Que dimensões tem? Parece-me pequeno, não sei, mas imagino-o refeito numa tela grande... para aí uns 150 x 150 cms. :)
E que pena que a azinheira continua sem saber a idade, não é ?? Nem os tão modernos leitores de MP3 lhe valem.. :( Bj. Penelope
Vossa mercê não pára de me surpreender! Hoje é pelo texto que escreveu que aqui estou. (O risco é soberbo como sempre) "...apetece-me sonhar de novo. Acreditar que ainda tenho direito à vida. Que nem todas as mulheres são iguais..". Fico contente por o saber a renovar energias meu caro amigo. Que percebeu (finalmente?) que nem todas as tipas que há por ai são sacanas. E sobretudo, que a vida vale sempre a pena, mesmo com desaires pelo meio. Penso excatamente o mesmo, ainda que, pelo que me apercebo seja bem mais nova (mas com experiências tramadas já vividas). Você sempre me inspirou força com os riscos que produz, mas agora confirmo a sua pujança (que afinal tb o habita!) através do que escreveu hoje. Um grande abraço pa si. Desta sua admiradora. Azul.
acredito que as mulheres são diferentes! eu sou diferente acredito num simples olhar de um homem e de uma mulher sem sexo pelo meio...
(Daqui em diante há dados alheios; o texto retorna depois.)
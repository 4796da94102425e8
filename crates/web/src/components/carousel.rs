//! The carousel primitive.
//!
//! Renders a strip of slides and advances the active slide on a fixed
//! interval. Each instance owns its timer; the timer is cleared when the
//! component is disposed, so an unmounted carousel never ticks.

use std::time::Duration;

use leptos::*;

/// Carousel behavior knobs.
#[derive(Debug, Clone, Copy, PartialEq)]
pub struct CarouselOptions {
    /// Gap between slides, in pixels.
    pub spacing: u32,
    /// How many slides are visible at once.
    pub slides_per_view: usize,
    /// Center the active slide instead of left-aligning it.
    pub centered: bool,
    /// Wrap from the last slide back to the first.
    pub looped: bool,
    /// Auto-advance delay in milliseconds; `0` disables autoplay.
    pub autoplay_ms: u64,
}

impl Default for CarouselOptions {
    fn default() -> Self {
        Self {
            spacing: 16,
            slides_per_view: 1,
            centered: false,
            looped: true,
            autoplay_ms: 3000,
        }
    }
}

/// Auto-advancing sequence of `count` slides, each produced by
/// `render_slide`. Zero slides renders nothing; autoplay is only armed for
/// two or more.
#[component]
pub fn Carousel<F, IV>(options: CarouselOptions, count: usize, render_slide: F) -> impl IntoView
where
    F: Fn(usize) -> IV + 'static,
    IV: IntoView,
{
    if count == 0 {
        return ().into_view();
    }

    let active = create_rw_signal(0usize);

    if options.autoplay_ms > 0 && count > 1 {
        let handle = set_interval_with_handle(
            move || {
                active.update(|slide| {
                    *slide = if options.looped {
                        (*slide + 1) % count
                    } else {
                        (*slide + 1).min(count - 1)
                    };
                });
            },
            Duration::from_millis(options.autoplay_ms),
        );
        if let Ok(handle) = handle {
            on_cleanup(move || handle.clear());
        }
    }

    let slides_per_view = options.slides_per_view.max(1);
    let step = 100.0 / slides_per_view as f32;
    let center_offset = if options.centered { (100.0 - step) / 2.0 } else { 0.0 };
    let track_style = move || {
        let shift = active.get() as f32 * step - center_offset;
        format!(
            "display: flex; gap: {}px; transition: transform 0.4s ease; transform: translateX({}%);",
            options.spacing, -shift
        )
    };
    let slide_style = format!(
        "flex: 0 0 calc({step}% - {}px);",
        options.spacing
    );

    view! {
        <div class="carousel" class=("carousel-centered", options.centered)>
            <div class="carousel-track" style=track_style>
                {(0..count)
                    .map(|index| {
                        view! {
                            <div
                                class="carousel-slide"
                                class=("carousel-slide-active", move || active.get() == index)
                                style=slide_style.clone()
                            >
                                {render_slide(index)}
                            </div>
                        }
                    })
                    .collect_view()}
            </div>
        </div>
    }
    .into_view()
}
//! View components for the storefront page.

pub mod card;
pub mod carousel;
pub mod featured;
pub mod grid;

pub use card::ProductCard;
pub use carousel::{Carousel, CarouselOptions};
pub use featured::FeaturedCarousel;
pub use grid::ProductGrid;
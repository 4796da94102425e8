//! Static configuration of the content backend connection.

const DEFAULT_API_VERSION: &str = "2024-01-01";

/// Connection parameters for the content backend.
///
/// These are static for the storefront (baked into the view crate). The API
/// host override exists so tests can point the client at a local stub
/// instead of the hosted endpoint.
#[derive(Debug, Clone, PartialEq, Eq)]
pub struct ContentConfig {
    project_id: String,
    dataset: String,
    use_cdn: bool,
    api_version: String,
    api_host: Option<String>,
}

impl ContentConfig {
    /// Configuration for a project/dataset pair, reading through the CDN
    /// edge by default.
    pub fn new(project_id: impl Into<String>, dataset: impl Into<String>) -> Self {
        Self {
            project_id: project_id.into(),
            dataset: dataset.into(),
            use_cdn: true,
            api_version: DEFAULT_API_VERSION.to_string(),
            api_host: None,
        }
    }

    /// Route reads through the CDN edge (`true`) or the live API (`false`).
    pub fn with_cdn(mut self, use_cdn: bool) -> Self {
        self.use_cdn = use_cdn;
        self
    }

    pub fn with_api_version(mut self, version: impl Into<String>) -> Self {
        self.api_version = version.into();
        self
    }

    /// Point the client at an explicit host (scheme + authority) instead of
    /// the hosted endpoint. Used by tests.
    pub fn with_api_host(mut self, host: impl Into<String>) -> Self {
        self.api_host = Some(host.into());
        self
    }

    pub fn project_id(&self) -> &str {
        &self.project_id
    }

    pub fn dataset(&self) -> &str {
        &self.dataset
    }

    /// URL of the query endpoint for this dataset.
    pub fn query_endpoint(&self) -> String {
        let base = match &self.api_host {
            Some(host) => host.trim_end_matches('/').to_string(),
            None => {
                let subdomain = if self.use_cdn { "apicdn" } else { "api" };
                format!("https://{}.{}.sanity.io", self.project_id, subdomain)
            }
        };
        format!(
            "{}/v{}/data/query/{}",
            base, self.api_version, self.dataset
        )
    }
}

#[cfg(test)]
mod tests {
    use super::*;

    #[test]
    fn cdn_reads_use_the_cdn_host() {
        let config = ContentConfig::new("cturxqmc", "production");
        assert_eq!(
            config.query_endpoint(),
            "https://cturxqmc.apicdn.sanity.io/v2024-01-01/data/query/production"
        );
    }

    #[test]
    fn disabling_cdn_targets_the_live_api_host() {
        let config = ContentConfig::new("cturxqmc", "production").with_cdn(false);
        assert_eq!(
            config.query_endpoint(),
            "https://cturxqmc.api.sanity.io/v2024-01-01/data/query/production"
        );
    }

    #[test]
    fn api_host_override_replaces_the_hosted_base() {
        let config = ContentConfig::new("cturxqmc", "production")
            .with_api_host("http://127.0.0.1:8081/");
        assert_eq!(
            config.query_endpoint(),
            "http://127.0.0.1:8081/v2024-01-01/data/query/production"
        );
    }

    #[test]
    fn api_version_is_overridable() {
        let config = ContentConfig::new("p", "d").with_api_version("2021-10-21");
        assert!(config.query_endpoint().contains("/v2021-10-21/"));
    }
}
acredito que as mulheres são diferentes! eu sou diferente acredito num simples olhar de um homem e de uma mulher sem sexo pelo meio...
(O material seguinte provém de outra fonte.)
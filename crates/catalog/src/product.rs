use serde::{Deserialize, Serialize};

use crate::id::ProductId;

/// A product record as returned by the content backend.
///
/// Read-only and never mutated locally: whatever the backend returns is
/// rendered as-is. The optional shapes mirror the wire format — a record may
/// lack an image asset, additional images, tags, or sizes. No client-side
/// validation of numeric ranges or string shape is performed.
#[derive(Debug, Clone, PartialEq, Serialize, Deserialize)]
#[serde(rename_all = "camelCase")]
pub struct Product {
    #[serde(rename = "_id")]
    pub id: ProductId,
    pub name: String,
    /// Resolved primary image URL; `None` when the record has no image asset.
    #[serde(default)]
    pub image_url: Option<String>,
    /// Resolved URLs of any additional images; absent on the wire decodes empty.
    #[serde(default)]
    pub additional_images: Vec<String>,
    /// Currency-less numeric price.
    pub price: f64,
    pub description: String,
    /// `0` means no discount badge is shown.
    #[serde(default)]
    pub discount_percentage: f64,
    /// Present in the data but unused in rendering.
    #[serde(default)]
    pub price_without_discount: f64,
    #[serde(default)]
    pub rating: f64,
    #[serde(default)]
    pub rating_count: u32,
    #[serde(default)]
    pub tags: Vec<String>,
    #[serde(default)]
    pub sizes: Vec<String>,
}

impl Product {
    /// Slides for the per-card image carousel: the primary image first, then
    /// each additional image in order.
    pub fn image_slides(&self) -> Vec<&str> {
        self.image_url
            .iter()
            .map(String::as_str)
            .chain(self.additional_images.iter().map(String::as_str))
            .collect()
    }

    /// Whether a discount badge is shown for this record.
    pub fn has_discount(&self) -> bool {
        self.discount_percentage > 0.0
    }
}

#[cfg(test)]
mod tests {
    use super::*;

    #[test]
    fn decodes_full_record() {
        let product: Product = serde_json::from_str(
            r#"{
                "_id": "prod-1",
                "name": "Library Stool",
                "imageUrl": "https://cdn.example/images/stool.jpg",
                "additionalImages": [
                    "https://cdn.example/images/stool-side.jpg",
                    "https://cdn.example/images/stool-top.jpg"
                ],
                "price": 89.5,
                "description": "A sturdy stool.",
                "discountPercentage": 15,
                "priceWithoutDiscount": 105.3,
                "rating": 4.5,
                "ratingCount": 120,
                "tags": ["wood", "seating"],
                "sizes": ["S", "M"]
            }"#,
        )
        .unwrap();

        assert_eq!(product.id, ProductId::from("prod-1"));
        assert_eq!(product.name, "Library Stool");
        assert_eq!(
            product.image_url.as_deref(),
            Some("https://cdn.example/images/stool.jpg")
        );
        assert_eq!(product.additional_images.len(), 2);
        assert_eq!(product.price, 89.5);
        assert_eq!(product.discount_percentage, 15.0);
        assert_eq!(product.rating_count, 120);
        assert_eq!(product.tags, vec!["wood", "seating"]);
        assert_eq!(product.sizes, vec!["S", "M"]);
    }

    #[test]
    fn absent_optional_fields_decode_to_defaults() {
        let product: Product = serde_json::from_str(
            r#"{
                "_id": "prod-2",
                "name": "Bare Record",
                "price": 10,
                "description": "minimal record"
            }"#,
        )
        .unwrap();

        assert_eq!(product.image_url, None);
        assert!(product.additional_images.is_empty());
        assert_eq!(product.discount_percentage, 0.0);
        assert_eq!(product.rating, 0.0);
        assert_eq!(product.rating_count, 0);
        assert!(product.tags.is_empty());
        assert!(product.sizes.is_empty());
    }

    #[test]
    fn list_decode_preserves_backend_order() {
        let products: Vec<Product> = serde_json::from_str(
            r#"[
                {"_id": "c", "name": "C", "price": 1, "description": "c"},
                {"_id": "a", "name": "A", "price": 2, "description": "a"},
                {"_id": "b", "name": "B", "price": 3, "description": "b"}
            ]"#,
        )
        .unwrap();

        let ids: Vec<&str> = products.iter().map(|p| p.id.as_str()).collect();
        assert_eq!(ids, vec!["c", "a", "b"]);
    }

    #[test]
    fn image_slides_lead_with_primary_image() {
        let product: Product = serde_json::from_str(
            r#"{
                "_id": "prod-3",
                "name": "Armchair",
                "imageUrl": "primary.jpg",
                "additionalImages": ["second.jpg", "third.jpg"],
                "price": 1,
                "description": "chair"
            }"#,
        )
        .unwrap();

        assert_eq!(
            product.image_slides(),
            vec!["primary.jpg", "second.jpg", "third.jpg"]
        );
    }

    #[test]
    fn absent_additional_images_yield_a_single_slide() {
        let product: Product = serde_json::from_str(
            r#"{
                "_id": "prod-4",
                "name": "Lamp",
                "imageUrl": "lamp.jpg",
                "price": 1,
                "description": "lamp"
            }"#,
        )
        .unwrap();

        assert_eq!(product.image_slides(), vec!["lamp.jpg"]);
    }

    #[test]
    fn record_without_any_image_has_no_slides() {
        let product: Product = serde_json::from_str(
            r#"{"_id": "prod-5", "name": "Ghost", "price": 1, "description": "no assets"}"#,
        )
        .unwrap();

        assert!(product.image_slides().is_empty());
    }

    #[test]
    fn has_discount_only_for_strictly_positive_percentage() {
        let mut product: Product = serde_json::from_str(
            r#"{"_id": "prod-6", "name": "P", "price": 1, "description": "d"}"#,
        )
        .unwrap();

        assert!(!product.has_discount());
        product.discount_percentage = 15.0;
        assert!(product.has_discount());
    }
}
acredito que as mulheres são diferentes! eu sou diferente acredito num simples olhar de um homem e de uma mulher sem sexo pelo meio...
Não te sabia pintor...!!! mas tb porque teria de o saber??? Talvez pelas palavras que tão bem sabes ordenar, numa tela feita de papel, ou de novas tecnologias. Tantas telas deves ter ainda para pintar e palavras para partilhar (rimou, mas sem intenção). Aliciante para a próxima visita. Fica bem,
O isqueiro bani-o quando deixei de fumar ... e às 3 foi de vez! Vai daí não posso valer ao luís :-))Belo texto que espelha uma vivência do 25 de Abril que me é, de algum modo, familiar. A tua pintura ... linda! Um beijo.